##### Supplied data #####
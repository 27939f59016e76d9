use std::str::FromStr;
use std::sync::Arc;
use std::time::Duration;

use bigdecimal::BigDecimal;
use storefront::application::catalog::CatalogServices;
use storefront::application::entity::ServiceError;
use storefront::application::pagination::PageRequest;
use storefront::cache::{
    CacheAside, CacheClient, CacheConfig, Capabilities, MemorySubstrate, PrefixDeletion,
    Substrate,
};
use storefront::domain::entities::{
    CategoryDraft, ClientDraft, Entity, OrderDetailDraft, OrderDraft, ProductDraft,
};
use storefront::domain::types::{DeliveryMethod, OrderStatus};
use storefront::infra::memory::MemoryCatalog;
use time::macros::datetime;

struct Harness {
    catalog: Arc<MemoryCatalog>,
    services: CatalogServices,
    substrate: Arc<MemorySubstrate>,
}

impl Harness {
    async fn new(capabilities: Capabilities) -> Self {
        let config = CacheConfig {
            capabilities,
            ..CacheConfig::memory()
        };
        let substrate = Arc::new(MemorySubstrate::new());
        let client = CacheClient::connect(
            substrate.clone() as Arc<dyn Substrate>,
            capabilities,
            config.operation_timeout,
        )
        .await;
        let catalog = MemoryCatalog::new();
        let services = CatalogServices::new(catalog.stores(), CacheAside::new(client, &config));
        Self {
            catalog,
            services,
            substrate,
        }
    }

    async fn cached(&self, key: &str) -> bool {
        self.substrate
            .get(key)
            .await
            .expect("memory substrate never fails")
            .is_some()
    }
}

fn descriptors() -> [Capabilities; 2] {
    [
        Capabilities::defaults_for(storefront::cache::Backend::Memory),
        Capabilities {
            native_ttl: false,
            prefix_deletion: PrefixDeletion::Index,
            atomic_locks: false,
        },
    ]
}

fn category(name: &str) -> CategoryDraft {
    CategoryDraft {
        name: name.to_string(),
    }
}

fn product(name: &str, price: &str) -> ProductDraft {
    ProductDraft {
        name: name.to_string(),
        price: BigDecimal::from_str(price).expect("decimal literal"),
        stock: 5,
        category_id: None,
    }
}

fn client(email: &str) -> ClientDraft {
    ClientDraft {
        name: "Grace".to_string(),
        lastname: "Hopper".to_string(),
        email: email.to_string(),
        telephone: None,
    }
}

#[tokio::test]
async fn category_reads_go_through_the_cache() {
    for caps in descriptors() {
        let harness = Harness::new(caps).await;
        for name in ["a", "b", "c", "d", "e"] {
            harness.catalog.categories.insert(category(name));
        }

        let first = harness.services.categories.get(5).await.expect("category 5");
        assert_eq!(first.name, "e");
        assert!(harness.cached("categories:id:id:5").await);

        let second = harness.services.categories.get(5).await.expect("category 5");
        assert_eq!(second, first);
        assert_eq!(harness.catalog.categories.reads(), 1, "{caps:?}");
    }
}

#[tokio::test]
async fn missing_records_are_not_cached() {
    let harness = Harness::new(descriptors()[0]).await;

    for _ in 0..2 {
        let err = harness
            .services
            .categories
            .get(42)
            .await
            .expect_err("nothing stored");
        assert!(matches!(
            err,
            ServiceError::NotFound {
                entity: "category",
                id: 42
            }
        ));
    }
    assert!(!harness.cached("categories:id:id:42").await);
    assert_eq!(harness.catalog.categories.reads(), 2);
}

#[tokio::test]
async fn decimals_survive_the_cache() {
    let harness = Harness::new(descriptors()[0]).await;
    let stored = harness.catalog.products.insert(product("Lamp", "19.99"));

    harness.services.products.get(stored.id).await.expect("miss");
    let cached = harness.services.products.get(stored.id).await.expect("hit");
    assert_eq!(cached.price, BigDecimal::from_str("19.99").expect("decimal"));
    assert_eq!(harness.catalog.products.reads(), 1);
}

#[tokio::test]
async fn create_drops_the_whole_scope() {
    for caps in descriptors() {
        let harness = Harness::new(caps).await;
        let existing = harness.catalog.products.insert(product("Desk", "120"));

        harness
            .services
            .products
            .list(PageRequest::default())
            .await
            .expect("list");
        harness
            .services
            .products
            .get(existing.id)
            .await
            .expect("get");
        assert!(harness.cached("products:id:id:1").await);

        let created = harness
            .services
            .products
            .create(product("Chair", "45.50"))
            .await
            .expect("create");
        assert_eq!(created.id, 2);
        assert!(!harness.cached("products:id:id:1").await, "{caps:?}");
        assert!(
            !harness.cached("products:list:limit:100:skip:0").await,
            "{caps:?}"
        );

        let listed = harness
            .services
            .products
            .list(PageRequest::default())
            .await
            .expect("list");
        assert_eq!(listed.len(), 2);
    }
}

#[tokio::test]
async fn update_drops_the_record_and_every_list_page() {
    for caps in descriptors() {
        let harness = Harness::new(caps).await;
        harness.catalog.categories.insert(category("Books"));
        harness.catalog.categories.insert(category("Music"));

        let services = &harness.services.categories;
        services.get(1).await.expect("get 1");
        services.get(2).await.expect("get 2");
        services.list(PageRequest::new(0, 10)).await.expect("page 1");
        services.list(PageRequest::new(10, 10)).await.expect("page 2");

        let updated = services
            .update(1, category("Films"))
            .await
            .expect("update");
        assert_eq!(updated.name, "Films");

        assert!(!harness.cached("categories:id:id:1").await);
        assert!(harness.cached("categories:id:id:2").await, "{caps:?}");
        assert!(!harness.cached("categories:list:limit:10:skip:0").await);
        assert!(!harness.cached("categories:list:limit:10:skip:10").await);

        let fresh = services.get(1).await.expect("get 1");
        assert_eq!(fresh.name, "Films");
    }
}

#[tokio::test]
async fn update_of_a_missing_record_is_not_found() {
    let harness = Harness::new(descriptors()[0]).await;
    let err = harness
        .services
        .categories
        .update(9, category("Ghost"))
        .await
        .expect_err("missing");
    assert!(matches!(err, ServiceError::NotFound { id: 9, .. }));
}

#[tokio::test]
async fn delete_drops_the_record() {
    for caps in descriptors() {
        let harness = Harness::new(caps).await;
        harness.catalog.categories.insert(category("Toys"));
        let services = &harness.services.categories;

        services.get(1).await.expect("get");
        services.delete(1).await.expect("delete");
        assert!(!harness.cached("categories:id:id:1").await);
        assert!(matches!(
            services.get(1).await,
            Err(ServiceError::NotFound { .. })
        ));
        assert!(matches!(
            services.delete(1).await,
            Err(ServiceError::NotFound { .. })
        ));
    }
}

#[tokio::test]
async fn referenced_product_cannot_be_deleted() {
    let harness = Harness::new(descriptors()[0]).await;
    let lamp = harness.catalog.products.insert(product("Lamp", "30"));
    let order = harness.catalog.orders.insert(OrderDraft {
        date: datetime!(2024-05-01 10:00:00 UTC),
        total: BigDecimal::from(30),
        delivery_method: DeliveryMethod::HomeDelivery,
        status: OrderStatus::Pending,
        client_id: 1,
        bill_id: None,
    });
    harness.catalog.order_details.insert(OrderDetailDraft {
        quantity: 1,
        price: BigDecimal::from(30),
        order_id: order.id,
        product_id: lamp.id,
    });

    harness.services.products.get(lamp.id).await.expect("warm");

    let err = harness
        .services
        .products
        .delete(lamp.id)
        .await
        .expect_err("referenced product");
    assert!(matches!(err, ServiceError::Integrity { .. }));
    assert_eq!(harness.catalog.products.len(), 1);
    assert!(harness.cached("products:id:id:1").await);
}

#[tokio::test]
async fn unreferenced_product_can_be_deleted() {
    let harness = Harness::new(descriptors()[0]).await;
    let lamp = harness.catalog.products.insert(product("Lamp", "30"));
    harness
        .services
        .products
        .delete(lamp.id)
        .await
        .expect("delete");
    assert!(harness.catalog.products.is_empty());
}

#[tokio::test]
async fn existing_email_returns_the_existing_client() {
    let harness = Harness::new(descriptors()[0]).await;
    let services = &harness.services.clients;

    let first = services
        .create(client("grace@navy.mil"))
        .await
        .expect("create");
    services.list(PageRequest::default()).await.expect("warm list");

    let again = services
        .create(client("Grace@Navy.mil"))
        .await
        .expect("resolve existing");
    assert_eq!(again.id(), first.id());
    assert_eq!(harness.catalog.clients.len(), 1);
    assert!(harness.cached("clients:list:limit:100:skip:0").await);
}

#[tokio::test]
async fn invalid_drafts_never_reach_the_store() {
    let harness = Harness::new(descriptors()[0]).await;

    let err = harness
        .services
        .products
        .create(product("Free lunch", "0"))
        .await
        .expect_err("price must be positive");
    assert!(matches!(err, ServiceError::Validation { .. }));

    let err = harness
        .services
        .categories
        .create(category(&"x".repeat(101)))
        .await
        .expect_err("name too long");
    assert!(matches!(err, ServiceError::Validation { .. }));

    assert!(harness.catalog.products.is_empty());
    assert!(harness.catalog.categories.is_empty());
}

#[tokio::test]
async fn disabled_cache_serves_from_the_store() {
    let catalog = MemoryCatalog::new();
    let services = CatalogServices::new(
        catalog.stores(),
        CacheAside::new(CacheClient::disabled(), &CacheConfig::default()),
    );
    catalog.categories.insert(category("Garden"));

    services.categories.get(1).await.expect("get");
    services.categories.get(1).await.expect("get");
    assert_eq!(catalog.categories.reads(), 2);

    let created = services
        .categories
        .create(category("Kitchen"))
        .await
        .expect("create");
    assert_eq!(created.id, 2);
}

#[tokio::test]
async fn category_entries_outlive_the_default_ttl() {
    let config = CacheConfig {
        default_ttl: Duration::from_secs(1),
        ..CacheConfig::memory()
    };
    let substrate = Arc::new(MemorySubstrate::new());
    let client = CacheClient::connect(
        substrate.clone() as Arc<dyn Substrate>,
        config.capabilities,
        config.operation_timeout,
    )
    .await;
    let catalog = MemoryCatalog::new();
    let services = CatalogServices::new(catalog.stores(), CacheAside::new(client, &config));
    catalog.categories.insert(category("Garden"));
    catalog.products.insert(product("Rake", "12"));

    services.categories.get(1).await.expect("category");
    services.products.get(1).await.expect("product");
    tokio::time::sleep(Duration::from_millis(1200)).await;

    services.categories.get(1).await.expect("category");
    services.products.get(1).await.expect("product");
    assert_eq!(catalog.categories.reads(), 1);
    assert_eq!(catalog.products.reads(), 2);
}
#####
Your objective:
Reproduce each line in the listing above that mentions the string "PrefixDeletion".

Reply:
    CacheAside, CacheClient, CacheConfig, Capabilities, MemorySubstrate, PrefixDeletion,
            prefix_deletion: PrefixDeletion::Index,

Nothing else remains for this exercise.